Stored items:
+ + + +

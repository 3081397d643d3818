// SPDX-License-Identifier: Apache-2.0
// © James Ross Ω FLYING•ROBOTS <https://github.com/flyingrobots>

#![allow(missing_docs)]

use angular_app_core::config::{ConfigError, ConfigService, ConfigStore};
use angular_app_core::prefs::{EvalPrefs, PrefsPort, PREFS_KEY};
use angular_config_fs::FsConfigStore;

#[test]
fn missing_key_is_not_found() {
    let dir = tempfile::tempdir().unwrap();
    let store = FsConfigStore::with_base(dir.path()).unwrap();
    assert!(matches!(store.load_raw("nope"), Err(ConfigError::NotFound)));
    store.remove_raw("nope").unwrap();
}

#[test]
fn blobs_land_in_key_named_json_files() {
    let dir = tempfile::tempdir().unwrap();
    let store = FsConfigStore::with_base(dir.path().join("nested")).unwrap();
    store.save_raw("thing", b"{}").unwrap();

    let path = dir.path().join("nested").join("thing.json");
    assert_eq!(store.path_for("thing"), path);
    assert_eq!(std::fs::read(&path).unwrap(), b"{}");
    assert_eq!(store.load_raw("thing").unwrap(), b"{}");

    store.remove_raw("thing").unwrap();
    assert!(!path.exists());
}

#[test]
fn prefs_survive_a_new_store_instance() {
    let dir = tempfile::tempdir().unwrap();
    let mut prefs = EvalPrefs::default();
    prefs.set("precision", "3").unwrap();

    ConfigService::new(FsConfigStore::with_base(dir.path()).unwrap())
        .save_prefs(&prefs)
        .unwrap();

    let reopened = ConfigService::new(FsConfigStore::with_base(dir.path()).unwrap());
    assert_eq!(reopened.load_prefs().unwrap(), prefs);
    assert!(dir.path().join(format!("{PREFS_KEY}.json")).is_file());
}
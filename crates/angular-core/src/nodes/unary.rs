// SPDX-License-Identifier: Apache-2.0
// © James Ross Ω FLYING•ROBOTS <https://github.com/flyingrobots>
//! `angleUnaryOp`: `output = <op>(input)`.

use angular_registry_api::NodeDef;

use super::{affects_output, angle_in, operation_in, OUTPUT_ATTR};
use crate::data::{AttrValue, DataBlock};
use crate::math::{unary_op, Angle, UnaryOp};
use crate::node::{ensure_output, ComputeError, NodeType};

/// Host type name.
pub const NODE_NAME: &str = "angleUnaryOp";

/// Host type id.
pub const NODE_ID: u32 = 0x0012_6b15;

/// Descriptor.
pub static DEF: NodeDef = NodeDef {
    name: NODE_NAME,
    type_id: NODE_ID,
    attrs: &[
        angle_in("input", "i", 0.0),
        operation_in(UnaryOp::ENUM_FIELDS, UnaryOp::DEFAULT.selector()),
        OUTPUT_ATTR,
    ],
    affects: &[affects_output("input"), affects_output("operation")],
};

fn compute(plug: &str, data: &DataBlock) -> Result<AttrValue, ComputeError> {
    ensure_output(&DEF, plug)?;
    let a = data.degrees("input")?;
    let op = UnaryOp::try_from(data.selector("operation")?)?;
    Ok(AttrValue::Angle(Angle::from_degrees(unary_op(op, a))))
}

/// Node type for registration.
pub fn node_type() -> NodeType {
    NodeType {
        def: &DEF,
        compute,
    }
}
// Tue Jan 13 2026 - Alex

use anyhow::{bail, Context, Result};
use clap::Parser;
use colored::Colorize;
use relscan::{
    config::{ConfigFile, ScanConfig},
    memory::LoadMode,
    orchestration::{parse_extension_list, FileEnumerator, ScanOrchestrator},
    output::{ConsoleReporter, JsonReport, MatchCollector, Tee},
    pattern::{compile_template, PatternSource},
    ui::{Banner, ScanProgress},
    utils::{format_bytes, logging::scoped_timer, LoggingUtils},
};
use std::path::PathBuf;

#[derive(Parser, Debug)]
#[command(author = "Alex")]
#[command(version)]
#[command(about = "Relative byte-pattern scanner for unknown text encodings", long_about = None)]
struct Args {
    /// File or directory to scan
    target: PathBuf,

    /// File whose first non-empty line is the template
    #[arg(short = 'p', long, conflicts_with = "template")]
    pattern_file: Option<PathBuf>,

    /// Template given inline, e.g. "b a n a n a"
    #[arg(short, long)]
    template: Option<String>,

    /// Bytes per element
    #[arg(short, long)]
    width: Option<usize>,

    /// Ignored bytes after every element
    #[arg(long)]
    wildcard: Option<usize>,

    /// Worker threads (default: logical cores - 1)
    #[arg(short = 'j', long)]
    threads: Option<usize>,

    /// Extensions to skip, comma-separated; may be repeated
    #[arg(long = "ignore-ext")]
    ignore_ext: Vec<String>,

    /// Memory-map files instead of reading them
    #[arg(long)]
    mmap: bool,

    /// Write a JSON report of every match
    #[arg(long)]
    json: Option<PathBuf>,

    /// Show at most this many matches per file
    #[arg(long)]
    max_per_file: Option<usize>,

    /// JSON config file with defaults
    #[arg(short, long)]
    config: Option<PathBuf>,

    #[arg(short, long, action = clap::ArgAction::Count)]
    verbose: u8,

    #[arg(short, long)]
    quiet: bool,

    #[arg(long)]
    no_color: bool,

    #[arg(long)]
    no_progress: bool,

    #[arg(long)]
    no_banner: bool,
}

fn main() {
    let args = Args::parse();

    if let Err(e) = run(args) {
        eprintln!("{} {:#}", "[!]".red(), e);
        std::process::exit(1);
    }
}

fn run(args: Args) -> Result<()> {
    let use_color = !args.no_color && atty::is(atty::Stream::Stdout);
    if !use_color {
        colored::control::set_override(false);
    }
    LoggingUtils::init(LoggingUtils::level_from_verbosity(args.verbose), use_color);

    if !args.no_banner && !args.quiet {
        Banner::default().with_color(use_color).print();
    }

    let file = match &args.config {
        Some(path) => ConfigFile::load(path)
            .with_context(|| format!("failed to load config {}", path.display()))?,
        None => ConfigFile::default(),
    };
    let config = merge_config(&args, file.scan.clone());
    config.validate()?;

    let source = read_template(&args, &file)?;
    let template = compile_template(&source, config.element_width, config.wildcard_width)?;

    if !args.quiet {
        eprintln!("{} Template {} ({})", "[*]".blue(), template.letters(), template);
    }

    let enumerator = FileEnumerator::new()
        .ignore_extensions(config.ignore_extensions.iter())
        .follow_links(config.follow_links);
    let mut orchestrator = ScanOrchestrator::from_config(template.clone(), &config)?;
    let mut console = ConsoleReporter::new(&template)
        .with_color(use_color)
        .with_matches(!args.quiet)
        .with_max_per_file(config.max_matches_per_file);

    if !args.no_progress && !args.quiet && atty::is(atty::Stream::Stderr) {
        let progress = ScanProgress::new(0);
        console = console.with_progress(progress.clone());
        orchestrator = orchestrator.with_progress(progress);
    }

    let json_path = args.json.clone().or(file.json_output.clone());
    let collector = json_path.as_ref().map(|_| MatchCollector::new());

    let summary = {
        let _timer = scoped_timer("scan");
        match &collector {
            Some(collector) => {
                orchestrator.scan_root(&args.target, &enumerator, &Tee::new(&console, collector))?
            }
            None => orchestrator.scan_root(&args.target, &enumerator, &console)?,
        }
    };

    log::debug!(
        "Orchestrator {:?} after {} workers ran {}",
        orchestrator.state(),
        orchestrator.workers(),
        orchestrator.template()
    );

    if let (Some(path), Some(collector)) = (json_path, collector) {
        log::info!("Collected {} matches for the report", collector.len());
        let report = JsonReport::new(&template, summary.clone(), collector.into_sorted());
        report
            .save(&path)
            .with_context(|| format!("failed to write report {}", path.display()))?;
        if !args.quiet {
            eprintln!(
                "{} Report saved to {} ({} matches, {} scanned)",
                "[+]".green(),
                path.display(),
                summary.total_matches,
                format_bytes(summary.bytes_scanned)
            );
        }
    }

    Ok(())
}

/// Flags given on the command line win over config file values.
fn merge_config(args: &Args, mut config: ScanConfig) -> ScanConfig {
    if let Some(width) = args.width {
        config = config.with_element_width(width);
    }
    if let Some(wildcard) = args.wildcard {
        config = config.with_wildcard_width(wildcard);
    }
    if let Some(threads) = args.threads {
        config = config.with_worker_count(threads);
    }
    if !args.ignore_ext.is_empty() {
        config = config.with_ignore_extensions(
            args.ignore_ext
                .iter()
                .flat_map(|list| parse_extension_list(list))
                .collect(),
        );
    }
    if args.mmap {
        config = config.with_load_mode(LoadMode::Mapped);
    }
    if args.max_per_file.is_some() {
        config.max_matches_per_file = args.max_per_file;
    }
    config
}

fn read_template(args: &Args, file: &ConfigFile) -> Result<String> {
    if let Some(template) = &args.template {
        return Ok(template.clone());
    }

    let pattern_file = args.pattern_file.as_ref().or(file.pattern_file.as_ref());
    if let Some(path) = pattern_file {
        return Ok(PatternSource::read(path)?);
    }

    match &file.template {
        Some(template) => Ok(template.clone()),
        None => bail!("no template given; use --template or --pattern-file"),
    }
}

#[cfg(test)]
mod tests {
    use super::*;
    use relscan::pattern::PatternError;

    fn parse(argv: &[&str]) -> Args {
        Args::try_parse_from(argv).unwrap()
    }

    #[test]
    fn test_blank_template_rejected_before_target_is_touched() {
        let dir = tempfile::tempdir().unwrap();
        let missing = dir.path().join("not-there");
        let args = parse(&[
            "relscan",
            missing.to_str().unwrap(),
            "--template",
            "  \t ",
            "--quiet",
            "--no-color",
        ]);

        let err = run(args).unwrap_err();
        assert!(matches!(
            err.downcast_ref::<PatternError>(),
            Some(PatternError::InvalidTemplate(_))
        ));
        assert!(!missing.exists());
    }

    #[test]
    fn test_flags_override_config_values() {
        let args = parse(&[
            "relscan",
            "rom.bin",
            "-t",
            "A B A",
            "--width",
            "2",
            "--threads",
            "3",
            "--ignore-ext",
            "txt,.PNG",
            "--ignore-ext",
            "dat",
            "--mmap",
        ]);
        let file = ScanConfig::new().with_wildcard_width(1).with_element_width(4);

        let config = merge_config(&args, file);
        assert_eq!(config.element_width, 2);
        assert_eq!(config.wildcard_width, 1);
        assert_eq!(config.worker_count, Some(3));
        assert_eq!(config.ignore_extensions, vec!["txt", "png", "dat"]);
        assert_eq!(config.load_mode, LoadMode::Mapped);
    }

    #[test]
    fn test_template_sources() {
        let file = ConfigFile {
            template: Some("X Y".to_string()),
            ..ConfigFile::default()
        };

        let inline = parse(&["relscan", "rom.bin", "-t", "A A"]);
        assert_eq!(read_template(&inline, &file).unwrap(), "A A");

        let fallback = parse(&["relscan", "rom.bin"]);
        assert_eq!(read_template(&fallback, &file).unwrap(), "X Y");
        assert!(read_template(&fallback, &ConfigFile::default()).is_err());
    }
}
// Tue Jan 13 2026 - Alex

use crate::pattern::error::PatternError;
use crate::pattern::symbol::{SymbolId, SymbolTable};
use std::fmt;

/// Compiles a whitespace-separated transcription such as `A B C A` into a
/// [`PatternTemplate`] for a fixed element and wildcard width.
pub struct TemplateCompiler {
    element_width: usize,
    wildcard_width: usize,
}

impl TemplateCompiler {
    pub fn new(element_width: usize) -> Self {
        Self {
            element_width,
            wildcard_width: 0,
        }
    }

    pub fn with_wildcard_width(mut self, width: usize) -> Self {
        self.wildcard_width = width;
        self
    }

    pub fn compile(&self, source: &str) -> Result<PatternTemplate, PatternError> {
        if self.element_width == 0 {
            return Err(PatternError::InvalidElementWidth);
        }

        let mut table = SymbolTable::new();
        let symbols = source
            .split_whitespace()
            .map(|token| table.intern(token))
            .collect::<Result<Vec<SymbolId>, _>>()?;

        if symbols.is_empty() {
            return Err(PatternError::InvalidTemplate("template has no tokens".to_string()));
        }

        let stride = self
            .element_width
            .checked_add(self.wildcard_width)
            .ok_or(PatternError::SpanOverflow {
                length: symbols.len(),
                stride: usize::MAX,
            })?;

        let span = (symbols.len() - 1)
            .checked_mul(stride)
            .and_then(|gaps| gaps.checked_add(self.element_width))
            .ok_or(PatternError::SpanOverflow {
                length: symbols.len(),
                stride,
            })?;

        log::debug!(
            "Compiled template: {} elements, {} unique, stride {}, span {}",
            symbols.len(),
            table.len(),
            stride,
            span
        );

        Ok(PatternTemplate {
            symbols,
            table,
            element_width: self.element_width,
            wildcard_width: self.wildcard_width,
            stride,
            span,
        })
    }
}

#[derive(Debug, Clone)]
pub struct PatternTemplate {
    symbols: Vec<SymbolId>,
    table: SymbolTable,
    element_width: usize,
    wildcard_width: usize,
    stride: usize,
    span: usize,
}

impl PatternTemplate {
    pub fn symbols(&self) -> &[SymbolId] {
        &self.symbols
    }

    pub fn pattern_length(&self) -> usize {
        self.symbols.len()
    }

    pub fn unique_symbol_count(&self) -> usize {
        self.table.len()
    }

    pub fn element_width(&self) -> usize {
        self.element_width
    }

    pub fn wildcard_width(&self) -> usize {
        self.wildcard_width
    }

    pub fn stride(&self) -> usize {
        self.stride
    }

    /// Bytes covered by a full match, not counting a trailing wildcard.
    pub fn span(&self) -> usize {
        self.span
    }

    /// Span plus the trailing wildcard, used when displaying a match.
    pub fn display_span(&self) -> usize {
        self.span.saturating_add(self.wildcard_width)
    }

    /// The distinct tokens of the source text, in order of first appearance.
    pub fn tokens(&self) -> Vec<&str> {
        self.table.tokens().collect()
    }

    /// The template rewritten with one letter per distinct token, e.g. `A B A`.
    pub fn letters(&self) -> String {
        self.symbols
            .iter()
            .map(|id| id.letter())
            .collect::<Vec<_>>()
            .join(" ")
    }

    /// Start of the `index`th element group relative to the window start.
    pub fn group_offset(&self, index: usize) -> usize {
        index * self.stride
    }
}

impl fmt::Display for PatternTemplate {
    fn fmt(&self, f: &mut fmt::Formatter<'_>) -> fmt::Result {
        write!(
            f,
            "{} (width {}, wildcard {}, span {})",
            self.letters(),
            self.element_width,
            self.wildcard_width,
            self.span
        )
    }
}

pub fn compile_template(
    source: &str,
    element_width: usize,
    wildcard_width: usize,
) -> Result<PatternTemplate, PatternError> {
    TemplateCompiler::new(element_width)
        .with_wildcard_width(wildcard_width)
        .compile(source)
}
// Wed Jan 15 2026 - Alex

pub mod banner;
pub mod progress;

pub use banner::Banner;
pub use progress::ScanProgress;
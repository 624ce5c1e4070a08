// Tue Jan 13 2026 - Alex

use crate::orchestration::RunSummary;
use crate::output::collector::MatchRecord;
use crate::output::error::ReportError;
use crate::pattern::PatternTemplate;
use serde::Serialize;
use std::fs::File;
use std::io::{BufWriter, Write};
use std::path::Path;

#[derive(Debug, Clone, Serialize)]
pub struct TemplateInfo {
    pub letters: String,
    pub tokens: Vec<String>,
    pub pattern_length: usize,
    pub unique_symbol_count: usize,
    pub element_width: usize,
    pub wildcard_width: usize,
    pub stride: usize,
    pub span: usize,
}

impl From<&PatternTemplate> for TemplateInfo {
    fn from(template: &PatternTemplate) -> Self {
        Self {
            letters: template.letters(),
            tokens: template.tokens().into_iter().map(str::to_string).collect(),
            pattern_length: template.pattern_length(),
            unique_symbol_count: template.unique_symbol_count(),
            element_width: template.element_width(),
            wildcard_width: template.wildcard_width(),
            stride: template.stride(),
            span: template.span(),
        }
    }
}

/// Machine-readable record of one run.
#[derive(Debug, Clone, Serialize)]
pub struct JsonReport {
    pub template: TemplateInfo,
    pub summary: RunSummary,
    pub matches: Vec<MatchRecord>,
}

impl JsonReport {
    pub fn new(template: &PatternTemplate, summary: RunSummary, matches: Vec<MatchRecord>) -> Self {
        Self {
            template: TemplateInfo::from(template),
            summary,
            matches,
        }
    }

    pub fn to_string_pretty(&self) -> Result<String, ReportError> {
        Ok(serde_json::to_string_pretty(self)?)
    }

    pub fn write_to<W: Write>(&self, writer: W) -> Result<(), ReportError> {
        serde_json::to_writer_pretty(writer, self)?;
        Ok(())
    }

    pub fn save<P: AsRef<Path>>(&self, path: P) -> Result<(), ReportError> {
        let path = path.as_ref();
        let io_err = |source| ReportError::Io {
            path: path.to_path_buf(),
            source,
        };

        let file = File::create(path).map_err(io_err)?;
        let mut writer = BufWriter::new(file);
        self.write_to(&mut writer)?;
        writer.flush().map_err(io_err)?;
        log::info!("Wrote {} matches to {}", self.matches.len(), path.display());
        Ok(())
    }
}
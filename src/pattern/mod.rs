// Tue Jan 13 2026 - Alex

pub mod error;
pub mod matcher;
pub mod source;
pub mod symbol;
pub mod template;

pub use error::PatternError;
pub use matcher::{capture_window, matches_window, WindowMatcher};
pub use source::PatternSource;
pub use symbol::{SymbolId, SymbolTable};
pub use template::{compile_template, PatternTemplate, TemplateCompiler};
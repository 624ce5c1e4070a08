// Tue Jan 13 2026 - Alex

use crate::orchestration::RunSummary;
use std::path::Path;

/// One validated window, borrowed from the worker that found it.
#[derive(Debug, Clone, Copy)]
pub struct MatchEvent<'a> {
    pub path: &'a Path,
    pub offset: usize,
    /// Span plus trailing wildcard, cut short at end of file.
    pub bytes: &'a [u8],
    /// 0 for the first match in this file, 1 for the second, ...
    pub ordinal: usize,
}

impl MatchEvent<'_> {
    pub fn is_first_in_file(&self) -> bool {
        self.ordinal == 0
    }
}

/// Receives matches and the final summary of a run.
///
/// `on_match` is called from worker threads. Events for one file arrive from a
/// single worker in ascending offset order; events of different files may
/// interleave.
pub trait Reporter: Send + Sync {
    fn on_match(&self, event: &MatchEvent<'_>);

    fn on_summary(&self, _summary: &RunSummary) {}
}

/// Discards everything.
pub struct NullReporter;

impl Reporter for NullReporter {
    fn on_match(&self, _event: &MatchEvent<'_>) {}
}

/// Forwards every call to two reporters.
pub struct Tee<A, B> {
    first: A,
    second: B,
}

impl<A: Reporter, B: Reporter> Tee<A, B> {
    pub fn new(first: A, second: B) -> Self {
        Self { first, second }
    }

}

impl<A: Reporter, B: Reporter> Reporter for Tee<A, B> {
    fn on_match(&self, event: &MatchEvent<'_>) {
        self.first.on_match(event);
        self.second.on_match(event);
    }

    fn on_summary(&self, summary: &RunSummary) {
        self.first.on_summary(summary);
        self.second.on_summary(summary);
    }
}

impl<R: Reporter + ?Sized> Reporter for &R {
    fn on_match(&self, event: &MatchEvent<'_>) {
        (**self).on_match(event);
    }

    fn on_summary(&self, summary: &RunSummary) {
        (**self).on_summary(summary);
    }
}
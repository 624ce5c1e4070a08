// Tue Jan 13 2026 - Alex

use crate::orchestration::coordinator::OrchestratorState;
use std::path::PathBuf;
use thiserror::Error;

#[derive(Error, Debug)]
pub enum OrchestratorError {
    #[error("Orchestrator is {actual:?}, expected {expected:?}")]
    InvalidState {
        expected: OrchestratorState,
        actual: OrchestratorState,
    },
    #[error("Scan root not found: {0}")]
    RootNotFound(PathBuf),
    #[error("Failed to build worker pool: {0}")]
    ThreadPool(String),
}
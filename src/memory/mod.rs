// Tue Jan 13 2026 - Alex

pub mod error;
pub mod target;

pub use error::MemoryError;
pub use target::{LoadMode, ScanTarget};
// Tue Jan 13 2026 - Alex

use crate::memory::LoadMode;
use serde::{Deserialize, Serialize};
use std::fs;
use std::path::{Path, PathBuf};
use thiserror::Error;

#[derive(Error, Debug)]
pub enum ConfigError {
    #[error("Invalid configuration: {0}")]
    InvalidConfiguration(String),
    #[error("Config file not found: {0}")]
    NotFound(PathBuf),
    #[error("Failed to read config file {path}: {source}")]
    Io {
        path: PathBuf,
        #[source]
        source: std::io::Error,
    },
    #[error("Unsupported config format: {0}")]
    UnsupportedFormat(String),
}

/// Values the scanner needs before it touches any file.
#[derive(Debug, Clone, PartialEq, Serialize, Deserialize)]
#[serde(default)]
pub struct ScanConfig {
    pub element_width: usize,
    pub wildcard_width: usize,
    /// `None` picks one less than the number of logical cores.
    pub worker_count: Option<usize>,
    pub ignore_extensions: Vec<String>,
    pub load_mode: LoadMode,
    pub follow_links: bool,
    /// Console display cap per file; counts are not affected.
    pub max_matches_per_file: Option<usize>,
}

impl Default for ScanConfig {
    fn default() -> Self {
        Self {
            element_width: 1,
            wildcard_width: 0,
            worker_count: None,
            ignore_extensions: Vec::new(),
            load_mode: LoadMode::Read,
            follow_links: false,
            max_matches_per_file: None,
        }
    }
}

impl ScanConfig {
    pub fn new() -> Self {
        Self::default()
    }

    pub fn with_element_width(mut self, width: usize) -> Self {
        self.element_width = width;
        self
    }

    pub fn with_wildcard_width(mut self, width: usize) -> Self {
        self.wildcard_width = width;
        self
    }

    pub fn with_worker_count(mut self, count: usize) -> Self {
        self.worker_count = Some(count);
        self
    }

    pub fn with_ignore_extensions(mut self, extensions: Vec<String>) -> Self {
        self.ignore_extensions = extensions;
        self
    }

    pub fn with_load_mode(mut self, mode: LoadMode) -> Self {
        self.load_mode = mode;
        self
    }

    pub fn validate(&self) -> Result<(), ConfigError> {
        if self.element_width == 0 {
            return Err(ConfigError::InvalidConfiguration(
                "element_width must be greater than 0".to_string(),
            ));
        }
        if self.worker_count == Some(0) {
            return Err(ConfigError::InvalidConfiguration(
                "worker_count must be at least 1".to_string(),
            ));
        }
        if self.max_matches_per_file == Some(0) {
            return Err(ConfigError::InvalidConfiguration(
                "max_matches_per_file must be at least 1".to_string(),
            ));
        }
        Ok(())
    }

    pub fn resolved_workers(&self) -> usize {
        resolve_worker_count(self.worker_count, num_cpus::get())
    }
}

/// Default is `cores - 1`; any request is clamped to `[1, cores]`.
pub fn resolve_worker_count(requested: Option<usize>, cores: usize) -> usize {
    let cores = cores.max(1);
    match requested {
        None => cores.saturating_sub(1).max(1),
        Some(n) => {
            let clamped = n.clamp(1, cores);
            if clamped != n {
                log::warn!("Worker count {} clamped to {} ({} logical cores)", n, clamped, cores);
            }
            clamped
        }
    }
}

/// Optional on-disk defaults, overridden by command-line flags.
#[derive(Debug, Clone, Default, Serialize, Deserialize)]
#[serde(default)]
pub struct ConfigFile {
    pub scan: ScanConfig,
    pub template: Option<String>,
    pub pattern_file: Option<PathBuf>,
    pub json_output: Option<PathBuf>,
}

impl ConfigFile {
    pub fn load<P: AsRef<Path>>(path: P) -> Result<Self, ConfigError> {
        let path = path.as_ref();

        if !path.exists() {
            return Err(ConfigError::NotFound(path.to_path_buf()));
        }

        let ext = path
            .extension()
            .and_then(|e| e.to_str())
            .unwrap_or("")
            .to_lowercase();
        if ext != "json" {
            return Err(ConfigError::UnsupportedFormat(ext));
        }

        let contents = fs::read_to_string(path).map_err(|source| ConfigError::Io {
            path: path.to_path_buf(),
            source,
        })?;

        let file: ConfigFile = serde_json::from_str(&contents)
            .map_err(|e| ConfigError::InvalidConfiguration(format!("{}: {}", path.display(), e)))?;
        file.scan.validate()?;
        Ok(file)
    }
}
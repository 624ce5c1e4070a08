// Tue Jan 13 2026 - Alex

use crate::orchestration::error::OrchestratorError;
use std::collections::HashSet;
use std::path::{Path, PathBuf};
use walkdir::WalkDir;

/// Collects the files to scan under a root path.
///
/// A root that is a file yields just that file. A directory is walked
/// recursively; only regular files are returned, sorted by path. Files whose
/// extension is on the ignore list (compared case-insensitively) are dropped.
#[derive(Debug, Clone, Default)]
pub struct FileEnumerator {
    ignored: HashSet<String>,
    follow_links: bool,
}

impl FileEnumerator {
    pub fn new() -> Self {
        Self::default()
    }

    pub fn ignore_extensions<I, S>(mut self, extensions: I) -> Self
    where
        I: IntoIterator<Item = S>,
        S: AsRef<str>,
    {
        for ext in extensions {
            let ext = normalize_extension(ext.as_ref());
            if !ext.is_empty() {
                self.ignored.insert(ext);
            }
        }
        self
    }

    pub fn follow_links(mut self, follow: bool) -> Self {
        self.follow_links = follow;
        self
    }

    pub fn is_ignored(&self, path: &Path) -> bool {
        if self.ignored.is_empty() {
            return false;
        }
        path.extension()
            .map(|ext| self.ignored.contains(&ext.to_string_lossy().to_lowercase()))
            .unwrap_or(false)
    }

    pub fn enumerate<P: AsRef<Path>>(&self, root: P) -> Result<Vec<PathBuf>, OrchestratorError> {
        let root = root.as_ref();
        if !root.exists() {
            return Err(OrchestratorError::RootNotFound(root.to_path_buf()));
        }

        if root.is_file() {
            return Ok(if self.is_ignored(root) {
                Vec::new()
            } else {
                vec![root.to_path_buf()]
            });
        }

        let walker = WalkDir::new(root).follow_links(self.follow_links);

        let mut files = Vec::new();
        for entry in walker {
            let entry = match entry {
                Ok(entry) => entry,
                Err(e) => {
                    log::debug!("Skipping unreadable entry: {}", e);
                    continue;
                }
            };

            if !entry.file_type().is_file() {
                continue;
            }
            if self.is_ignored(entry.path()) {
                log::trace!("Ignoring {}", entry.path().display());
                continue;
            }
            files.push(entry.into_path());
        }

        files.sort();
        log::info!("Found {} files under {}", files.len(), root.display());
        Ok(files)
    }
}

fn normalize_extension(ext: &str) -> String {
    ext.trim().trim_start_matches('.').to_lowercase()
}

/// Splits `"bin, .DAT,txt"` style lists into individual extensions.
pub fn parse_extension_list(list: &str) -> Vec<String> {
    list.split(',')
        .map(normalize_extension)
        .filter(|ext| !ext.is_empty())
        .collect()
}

+ + + +

▸ **TRY IT**
Locate the word "join" in the entries, and copy every line where it is found.

▸ **SOLUTION TO THIS TASK**
    let store = FsConfigStore::with_base(dir.path().join("nested")).unwrap();
    let path = dir.path().join("nested").join("thing.json");
    assert!(dir.path().join(format!("{PREFS_KEY}.json")).is_file());
        let missing = dir.path().join("not-there");
            .join(" ")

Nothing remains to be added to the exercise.